What this task involves
Find the line in the entries below that contains "impl<S: SearchMethod +". Repeat it exactly, and every line after it through the line that contains "(**self).initialise(problem)".

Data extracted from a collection

——

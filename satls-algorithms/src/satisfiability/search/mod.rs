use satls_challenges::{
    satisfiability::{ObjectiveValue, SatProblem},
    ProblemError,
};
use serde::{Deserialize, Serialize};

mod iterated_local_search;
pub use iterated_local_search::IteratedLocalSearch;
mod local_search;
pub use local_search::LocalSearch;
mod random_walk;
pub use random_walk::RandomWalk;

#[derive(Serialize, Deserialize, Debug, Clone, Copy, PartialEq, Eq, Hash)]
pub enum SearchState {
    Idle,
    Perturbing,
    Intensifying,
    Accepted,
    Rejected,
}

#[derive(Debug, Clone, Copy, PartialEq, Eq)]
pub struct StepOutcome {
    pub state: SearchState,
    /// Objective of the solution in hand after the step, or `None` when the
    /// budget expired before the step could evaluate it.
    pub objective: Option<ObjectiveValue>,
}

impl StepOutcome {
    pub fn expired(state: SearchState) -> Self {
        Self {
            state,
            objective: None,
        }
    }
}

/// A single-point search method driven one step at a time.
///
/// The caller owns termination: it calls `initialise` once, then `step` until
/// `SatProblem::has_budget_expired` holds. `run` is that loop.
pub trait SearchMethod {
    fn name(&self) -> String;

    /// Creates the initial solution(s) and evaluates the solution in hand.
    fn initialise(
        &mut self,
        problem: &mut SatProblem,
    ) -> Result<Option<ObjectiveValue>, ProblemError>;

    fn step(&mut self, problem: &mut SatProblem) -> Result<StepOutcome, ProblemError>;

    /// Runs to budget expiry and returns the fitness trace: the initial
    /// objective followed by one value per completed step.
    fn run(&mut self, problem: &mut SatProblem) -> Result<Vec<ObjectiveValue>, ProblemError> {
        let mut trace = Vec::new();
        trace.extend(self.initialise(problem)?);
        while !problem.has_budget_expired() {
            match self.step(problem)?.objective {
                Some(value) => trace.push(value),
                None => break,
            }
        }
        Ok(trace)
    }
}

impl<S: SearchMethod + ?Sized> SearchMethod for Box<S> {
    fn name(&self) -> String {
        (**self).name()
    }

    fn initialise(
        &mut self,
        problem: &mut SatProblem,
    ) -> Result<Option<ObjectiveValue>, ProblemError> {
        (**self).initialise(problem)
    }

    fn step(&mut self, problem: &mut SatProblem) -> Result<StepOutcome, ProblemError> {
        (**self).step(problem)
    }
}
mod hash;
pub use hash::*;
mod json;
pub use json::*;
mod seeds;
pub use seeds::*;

——

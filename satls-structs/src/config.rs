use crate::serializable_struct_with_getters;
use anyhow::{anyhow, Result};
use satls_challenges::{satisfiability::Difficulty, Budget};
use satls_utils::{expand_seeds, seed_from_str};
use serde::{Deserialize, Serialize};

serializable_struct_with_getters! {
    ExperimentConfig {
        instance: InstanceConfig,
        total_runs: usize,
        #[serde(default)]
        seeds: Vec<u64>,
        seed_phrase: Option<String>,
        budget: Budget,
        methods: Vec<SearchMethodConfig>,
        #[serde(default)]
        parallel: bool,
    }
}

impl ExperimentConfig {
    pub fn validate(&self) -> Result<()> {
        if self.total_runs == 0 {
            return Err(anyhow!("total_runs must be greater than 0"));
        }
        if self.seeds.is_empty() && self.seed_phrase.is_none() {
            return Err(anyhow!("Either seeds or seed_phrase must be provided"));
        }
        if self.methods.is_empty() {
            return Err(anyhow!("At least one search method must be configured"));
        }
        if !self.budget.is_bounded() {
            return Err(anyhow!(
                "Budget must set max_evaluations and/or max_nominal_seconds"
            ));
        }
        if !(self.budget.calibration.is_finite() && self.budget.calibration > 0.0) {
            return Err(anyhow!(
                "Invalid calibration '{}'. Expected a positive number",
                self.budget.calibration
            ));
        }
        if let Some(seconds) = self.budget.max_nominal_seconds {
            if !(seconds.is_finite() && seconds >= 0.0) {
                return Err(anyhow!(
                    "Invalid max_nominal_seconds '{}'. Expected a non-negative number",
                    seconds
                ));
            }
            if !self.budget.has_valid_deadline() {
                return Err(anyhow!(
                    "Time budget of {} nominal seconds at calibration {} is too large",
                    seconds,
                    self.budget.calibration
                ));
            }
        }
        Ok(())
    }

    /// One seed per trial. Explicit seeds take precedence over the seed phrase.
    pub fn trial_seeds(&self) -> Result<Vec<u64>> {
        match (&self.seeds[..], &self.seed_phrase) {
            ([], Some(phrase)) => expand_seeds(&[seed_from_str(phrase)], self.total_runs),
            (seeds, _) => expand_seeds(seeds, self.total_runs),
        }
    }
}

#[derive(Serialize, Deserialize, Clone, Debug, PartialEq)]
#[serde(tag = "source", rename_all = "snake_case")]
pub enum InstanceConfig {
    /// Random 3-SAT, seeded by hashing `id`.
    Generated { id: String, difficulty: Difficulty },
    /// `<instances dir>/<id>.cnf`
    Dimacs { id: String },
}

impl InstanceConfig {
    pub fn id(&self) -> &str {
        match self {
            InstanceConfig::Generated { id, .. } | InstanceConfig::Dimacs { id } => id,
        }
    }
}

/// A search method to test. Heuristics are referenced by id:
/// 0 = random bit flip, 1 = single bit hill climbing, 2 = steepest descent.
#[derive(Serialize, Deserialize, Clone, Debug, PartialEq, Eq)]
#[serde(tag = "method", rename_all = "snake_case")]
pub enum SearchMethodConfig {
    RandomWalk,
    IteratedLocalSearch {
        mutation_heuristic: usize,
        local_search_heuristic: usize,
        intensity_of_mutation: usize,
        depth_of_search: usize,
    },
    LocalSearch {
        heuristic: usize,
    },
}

——

Solution to this exercise
impl<S: SearchMethod + ?Sized> SearchMethod for Box<S> {
    fn name(&self) -> String {
        (**self).name()
    }

    fn initialise(
        &mut self,
        problem: &mut SatProblem,
    ) -> Result<Option<ObjectiveValue>, ProblemError> {
        (**self).initialise(problem)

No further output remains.